What concentration of magnesium hydroxide will make a solution of pH=10.87

Answer 1

....................Mg(OH)2 ==> Mg^2+ + 2OH^-

I....................solid.................0..............0
C...................solid.................x..............2x
E....................solid.................x.............2x
Ksp = 1.8|E-11 = (Mg^2+)(OH^-)^2

You want pH = 10.87 so pOH = 14-10.87 = 3.13
pOH = -log(OH^-) = -log(3.13) so (OH^-) = 7.4E-4 M
Plug in 7.4E-4 for OH^- in the Ksp expression and solve for x = [Mg(OH)2]

Answer 2

Wait I'm sorry what does the e-4 stand for?

Answer 3

Wait nvm that last question

Answer 4

[AI-generated answer — Explain Bot]

To determine the concentration of magnesium hydroxide (Mg(OH)2) required to make a solution with a pH of 10.87, we need to consider the dissociation of magnesium hydroxide in water.

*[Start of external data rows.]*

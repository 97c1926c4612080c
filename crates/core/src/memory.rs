//! In-memory collaborators for service tests.

use std::collections::{BTreeMap, HashMap};
use std::sync::Mutex;

use async_trait::async_trait;
use chrono::Utc;

use crate::authorization::{enforce, Actor, Permission, ProjectAccess, ReportSubject};
use crate::error::CoreError;
use crate::hour_report::{HourReportChanges, NewHourReport, ReportFilter, TaskSummary};
use crate::project_cost::{Expense, HourReport, ProjectCost};
use crate::service::{AuthorizationGate, HourReportStore, TaskCatalog};
use crate::types::DbId;

#[derive(Default)]
pub struct MemoryStore {
    costs: Mutex<BTreeMap<DbId, ProjectCost>>,
    rates: Mutex<HashMap<DbId, f64>>,
}

impl MemoryStore {
    pub fn set_rate(&self, user_id: DbId, rate: f64) {
        self.rates.lock().unwrap().insert(user_id, rate);
    }

    pub fn len(&self) -> usize {
        self.costs.lock().unwrap().len()
    }

    pub fn get(&self, id: DbId) -> Option<HourReport> {
        self.costs
            .lock()
            .unwrap()
            .get(&id)
            .cloned()
            .and_then(ProjectCost::into_hour_report)
    }

    /// Store an expense row next to the hour reports and return its id.
    pub fn insert_expense(&self, user_id: DbId) -> DbId {
        let mut costs = self.costs.lock().unwrap();
        let id = next_id(&costs);
        costs.insert(
            id,
            ProjectCost::Expense(Expense {
                id,
                user_id,
                task_id: None,
                date: None,
                cost: Some(20.0),
                name: Some("Taxi".into()),
                description: None,
                created_at: Utc::now(),
                updated_at: Utc::now(),
            }),
        );
        id
    }
}

fn next_id(costs: &BTreeMap<DbId, ProjectCost>) -> DbId {
    costs.keys().next_back().copied().unwrap_or(0) + 1
}

#[async_trait]
impl HourReportStore for MemoryStore {
    async fn find(&self, id: DbId) -> Result<Option<HourReport>, CoreError> {
        Ok(self.get(id))
    }

    async fn list_for_owner(
        &self,
        owner_id: DbId,
        filter: ReportFilter,
    ) -> Result<Vec<HourReport>, CoreError> {
        let costs = self.costs.lock().unwrap();
        let mut reports: Vec<HourReport> = costs
            .values()
            .cloned()
            .filter_map(ProjectCost::into_hour_report)
            .filter(|r| r.user_id == owner_id && filter.matches(r.state))
            .collect();
        reports.sort_by(|a, b| b.date.cmp(&a.date).then(b.id.cmp(&a.id)));
        Ok(reports)
    }

    async fn insert(&self, report: &NewHourReport) -> Result<HourReport, CoreError> {
        let mut costs = self.costs.lock().unwrap();
        let id = next_id(&costs);
        let now = Utc::now();
        let stored = HourReport {
            id,
            user_id: report.user_id,
            task_id: report.task_id,
            date: report.date,
            hours: report.hours,
            cost: report.cost,
            state: report.state,
            name: report.name.clone(),
            description: report.description.clone(),
            created_at: now,
            updated_at: now,
        };
        costs.insert(id, ProjectCost::HourReport(stored.clone()));
        Ok(stored)
    }

    async fn update(
        &self,
        id: DbId,
        changes: &HourReportChanges,
    ) -> Result<Option<HourReport>, CoreError> {
        let mut costs = self.costs.lock().unwrap();
        let Some(ProjectCost::HourReport(report)) = costs.get_mut(&id) else {
            return Ok(None);
        };
        if let Some(task_id) = changes.task_id {
            report.task_id = task_id;
        }
        if let Some(date) = changes.date {
            report.date = date;
        }
        if let Some(hours) = changes.hours {
            report.hours = hours;
        }
        if let Some(name) = &changes.name {
            report.name = name.clone();
        }
        if let Some(description) = &changes.description {
            report.description = description.clone();
        }
        report.cost = changes.cost;
        report.state = changes.state;
        report.updated_at = Utc::now();
        Ok(Some(report.clone()))
    }

    async fn delete(&self, id: DbId) -> Result<bool, CoreError> {
        let mut costs = self.costs.lock().unwrap();
        match costs.get(&id) {
            Some(ProjectCost::HourReport(_)) => Ok(costs.remove(&id).is_some()),
            _ => Ok(false),
        }
    }

    async fn hourly_rate(&self, user_id: DbId) -> Result<Option<f64>, CoreError> {
        Ok(self.rates.lock().unwrap().get(&user_id).copied())
    }
}

struct Project {
    name: String,
    manager_id: Option<DbId>,
    members: Vec<DbId>,
}

/// Projects, memberships, and tasks; acts as both gate and task catalog.
#[derive(Default)]
pub struct MemoryDirectory {
    projects: Mutex<BTreeMap<DbId, Project>>,
    tasks: Mutex<BTreeMap<DbId, (DbId, String)>>,
}

impl MemoryDirectory {
    pub fn add_project(&self, id: DbId, name: &str, manager_id: Option<DbId>, members: &[DbId]) {
        self.projects.lock().unwrap().insert(
            id,
            Project {
                name: name.to_string(),
                manager_id,
                members: members.to_vec(),
            },
        );
    }

    pub fn add_task(&self, id: DbId, project_id: DbId, name: &str) {
        self.tasks
            .lock()
            .unwrap()
            .insert(id, (project_id, name.to_string()));
    }

    fn access(&self, subject: &ReportSubject) -> Option<ProjectAccess> {
        let tasks = self.tasks.lock().unwrap();
        let (project_id, _) = tasks.get(&subject.task_id)?;
        let projects = self.projects.lock().unwrap();
        let project = projects.get(project_id)?;
        Some(ProjectAccess {
            manager_id: project.manager_id,
            owner_is_member: project.members.contains(&subject.owner_id),
        })
    }
}

#[async_trait]
impl AuthorizationGate for MemoryDirectory {
    async fn enforce(
        &self,
        actor: &Actor,
        permission: Permission,
        subject: &ReportSubject,
    ) -> Result<(), CoreError> {
        let access = self.access(subject);
        enforce(actor, permission, subject, access.as_ref())
    }
}

#[async_trait]
impl TaskCatalog for MemoryDirectory {
    async fn available_tasks(&self, actor: &Actor) -> Result<Vec<TaskSummary>, CoreError> {
        let projects = self.projects.lock().unwrap();
        let tasks = self.tasks.lock().unwrap();
        Ok(tasks
            .iter()
            .filter_map(|(id, (project_id, name))| {
                let project = projects.get(project_id)?;
                project
                    .members
                    .contains(&actor.user_id)
                    .then(|| TaskSummary {
                        id: *id,
                        project_id: *project_id,
                        name: Some(name.clone()),
                        project_name: project.name.clone(),
                    })
            })
            .collect())
    }
}
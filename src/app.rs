use axum::{
    extract::State,
    http::StatusCode,
    middleware,
    response::IntoResponse,
    routing::{get, post},
    Json, Router,
};
use serde_json::{json, Value};
use tower_http::{cors::CorsLayer, trace::TraceLayer};

use crate::handlers::{auth, intervals, items, users};
use crate::middleware::require_auth;
use crate::state::AppState;

/// Build the full application router. Routes added before the guard layer
/// require a bearer credential; everything after it is public.
pub fn app(state: AppState) -> Router {
    Router::new()
        // Protected API
        .merge(item_routes())
        .merge(interval_routes())
        .route("/api/auth", get(auth::current_user))
        .route_layer(middleware::from_fn_with_state(state.clone(), require_auth))
        // Public
        .route("/", get(root))
        .route("/health", get(health))
        .route("/api/users", post(users::register))
        .route("/api/auth", post(auth::login))
        // Global middleware
        .layer(CorsLayer::permissive())
        .layer(TraceLayer::new_for_http())
        .with_state(state)
}

fn item_routes() -> Router<AppState> {
    use axum::routing::put;

    Router::new()
        .route("/api/items", get(items::list).post(items::create))
        .route("/api/items/increment/:id", put(items::increment))
        .route("/api/items/:id", put(items::update).delete(items::remove))
}

fn interval_routes() -> Router<AppState> {
    use axum::routing::delete;

    Router::new()
        .route("/api/intervals", get(intervals::list).post(intervals::create))
        .route("/api/intervals/:id", delete(intervals::remove))
}

async fn root() -> Json<Value> {
    Json(json!({
        "name": "Routinely API",
        "version": env!("CARGO_PKG_VERSION"),
        "endpoints": {
            "register": "POST /api/users (public)",
            "login": "POST /api/auth (public)",
            "current_user": "GET /api/auth (bearer)",
            "items": "GET|POST /api/items, PUT|DELETE /api/items/:id, PUT /api/items/increment/:id (bearer)",
            "intervals": "GET|POST /api/intervals, DELETE /api/intervals/:id (bearer)",
            "health": "GET /health (public)",
        }
    }))
}

async fn health(State(state): State<AppState>) -> impl IntoResponse {
    let now = chrono::Utc::now();

    match state.store.ping().await {
        Ok(()) => (
            StatusCode::OK,
            Json(json!({ "status": "ok", "timestamp": now })),
        ),
        Err(err) => {
            tracing::error!("health check failed: {err}");
            (
                StatusCode::SERVICE_UNAVAILABLE,
                Json(json!({
                    "status": "degraded",
                    "timestamp": now,
                    "error": "store unavailable"
                })),
            )
        }
    }
}
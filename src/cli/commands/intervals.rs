use clap::Subcommand;
use serde_json::json;
use uuid::Uuid;

use crate::cli::config::load_config;
use crate::cli::utils::{api_error_message, print_json, require_token};
use crate::cli::OutputFormat;
use crate::models::Interval;

#[derive(Subcommand)]
pub enum IntervalCommands {
    #[command(about = "List your recurrence intervals")]
    List,

    #[command(about = "Add a recurrence interval")]
    Add {
        #[arg(help = "Interval name")]
        name: String,
        #[arg(long, default_value_t = 1, help = "Recurrence period in days")]
        days: i32,
    },

    #[command(about = "Delete a recurrence interval")]
    Remove {
        #[arg(help = "Interval id")]
        id: Uuid,
    },
}

pub async fn handle(cmd: IntervalCommands, output_format: OutputFormat) -> anyhow::Result<()> {
    let config = load_config()?;
    let token = require_token(&config)?;
    let client = reqwest::Client::new();

    match cmd {
        IntervalCommands::List => {
            let response = client
                .get(format!("{}/api/intervals", config.server_url))
                .bearer_auth(&token)
                .send()
                .await?;
            if !response.status().is_success() {
                anyhow::bail!(api_error_message(response).await);
            }
            let intervals: Vec<Interval> = response.json().await?;

            match output_format {
                OutputFormat::Json => print_json(&intervals)?,
                OutputFormat::Text => {
                    if intervals.is_empty() {
                        println!("No intervals yet; add one with: routinely intervals add <name>");
                    }
                    for interval in &intervals {
                        println!(
                            "{}  every {:>3} day(s)  {}",
                            interval.id, interval.days, interval.name
                        );
                    }
                }
            }
            Ok(())
        }
        IntervalCommands::Add { name, days } => {
            let response = client
                .post(format!("{}/api/intervals", config.server_url))
                .bearer_auth(&token)
                .json(&json!({ "name": name, "days": days }))
                .send()
                .await?;
            if !response.status().is_success() {
                anyhow::bail!(api_error_message(response).await);
            }
            let interval: Interval = response.json().await?;

            match output_format {
                OutputFormat::Json => print_json(&interval)?,
                OutputFormat::Text => println!(
                    "Added interval {} (every {} day(s)): {}",
                    interval.name, interval.days, interval.id
                ),
            }
            Ok(())
        }
        IntervalCommands::Remove { id } => {
            let response = client
                .delete(format!("{}/api/intervals/{id}", config.server_url))
                .bearer_auth(&token)
                .send()
                .await?;
            if !response.status().is_success() {
                anyhow::bail!(api_error_message(response).await);
            }

            match output_format {
                OutputFormat::Json => print_json(&json!({ "removed": id }))?,
                OutputFormat::Text => println!("Removed {id}"),
            }
            Ok(())
        }
    }
}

Magnesium hydroxide dissociates into one magnesium ion (Mg2+) and two hydroxide ions (OH-) in water according to the following equation:

Mg(OH)2(s) ⇌ Mg2+(aq) + 2OH-(aq)

The equilibrium constant expression for this dissociation is:

Ksp = [Mg2+][OH-]^2

Given that the desired pH is 10.87, we can use the fact that pH is related to the concentration of hydroxide ions (OH-) in solution. In a neutral solution, the concentration of hydroxide ions is equal to the concentration of hydronium ions (H+), which can be calculated using the equation:

pOH = 14 - pH

In this case, pOH = 14 - 10.87 = 3.13

Now, we convert pOH to the concentration of hydroxide ions using the equation:

[OH-] = 10^(-pOH)

[OH-] = 10^(-3.13)

[OH-] ≈ 7.23 x 10^(-4) M

Since the magnesium hydroxide dissociates into two hydroxide ions, the final concentration of magnesium hydroxide will be half the concentration of hydroxide ions:

[Mg(OH)2] ≈ 3.62 x 10^(-4) M

Therefore, a concentration of approximately 3.62 x 10^(-4) M of magnesium hydroxide is required to make a solution with a pH of 10.87.